Title

Modernity and imperialism: A critique of literary modernism

Date of Award

1990

Degree Type

Dissertation

Degree Name

Doctor of Philosophy (PhD)

Department

English

Advisor(s)

Steven Mailloux

Keywords

E. M. Forster, Marxism, Modernism

Subject Categories

Literature in English, British Isles

Abstract

The dissertation develops a model of symptomatic reading as a postmodern marxist hermeneutic capable of carrying out the functions of ideology critique by elaborating a theory of discourse as the materiality of ideology and of narrative as interdiscourse. Symptomatic reading involves the tracing and critique of the discursive mechanisms by which ideology does its work of furthering capitalist, patriarchal, and neo(imperialist) interests in narratives. The dissertation then proceeds to offer a symptomatic reading of influential articulations of the modernist aesthetic to demonstrate the work of ideological crisis containment carried out by modernist discourse and to make visible the specific historical forces that precipitate the crisis and necessitate its containment.

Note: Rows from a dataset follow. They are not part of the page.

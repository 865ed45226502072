use std::collections::HashMap;
use std::sync::Mutex;

use flotilla_model::Protocol;
use flotilla_service_controller::ProxyEndpoint;

/// What this proxy remembers about one Service it has programmed rules for —
/// enough to compute the next endpoint delta and to tear everything down on
/// DELETE, mirroring the original's `self.service_chains`/
/// `self.endpoint_chains` dicts.
#[derive(Debug, Clone)]
pub struct ServiceRecord {
    pub service_chain: String,
    pub cluster_ip: String,
    pub port: u16,
    pub protocol: Protocol,
    pub node_port: Option<u16>,
    pub endpoints: Vec<ProxyEndpoint>,
}

#[derive(Default)]
pub struct ProxyState {
    services: Mutex<HashMap<String, ServiceRecord>>,
}

impl ProxyState {
    pub fn new() -> Self {
        Self::default()
    }

    pub fn get(&self, service_name: &str) -> Option<ServiceRecord> {
        self.services.lock().expect("proxy state lock poisoned").get(service_name).cloned()
    }

    pub fn set(&self, service_name: &str, record: ServiceRecord) {
        self.services.lock().expect("proxy state lock poisoned").insert(service_name.to_string(), record);
    }

    pub fn remove(&self, service_name: &str) -> Option<ServiceRecord> {
        self.services.lock().expect("proxy state lock poisoned").remove(service_name)
    }
}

To investigate the collusion between modernist and orientalist discourses, the dissertation then provides a symptomatic reading of E. M. Forster's A Passage to India that demonstrates the availability of modernist strategies for the reconfiguration of British imperialism that became necessary with mounting nationalist resistance in India after World War I. Finally, the dissertation investigates the articulation of postmodernism with postcoloniality in Salman Rushdie's Satanic Verses to explore the extent and limit of the supersession of imperialist ideology by postmodernism.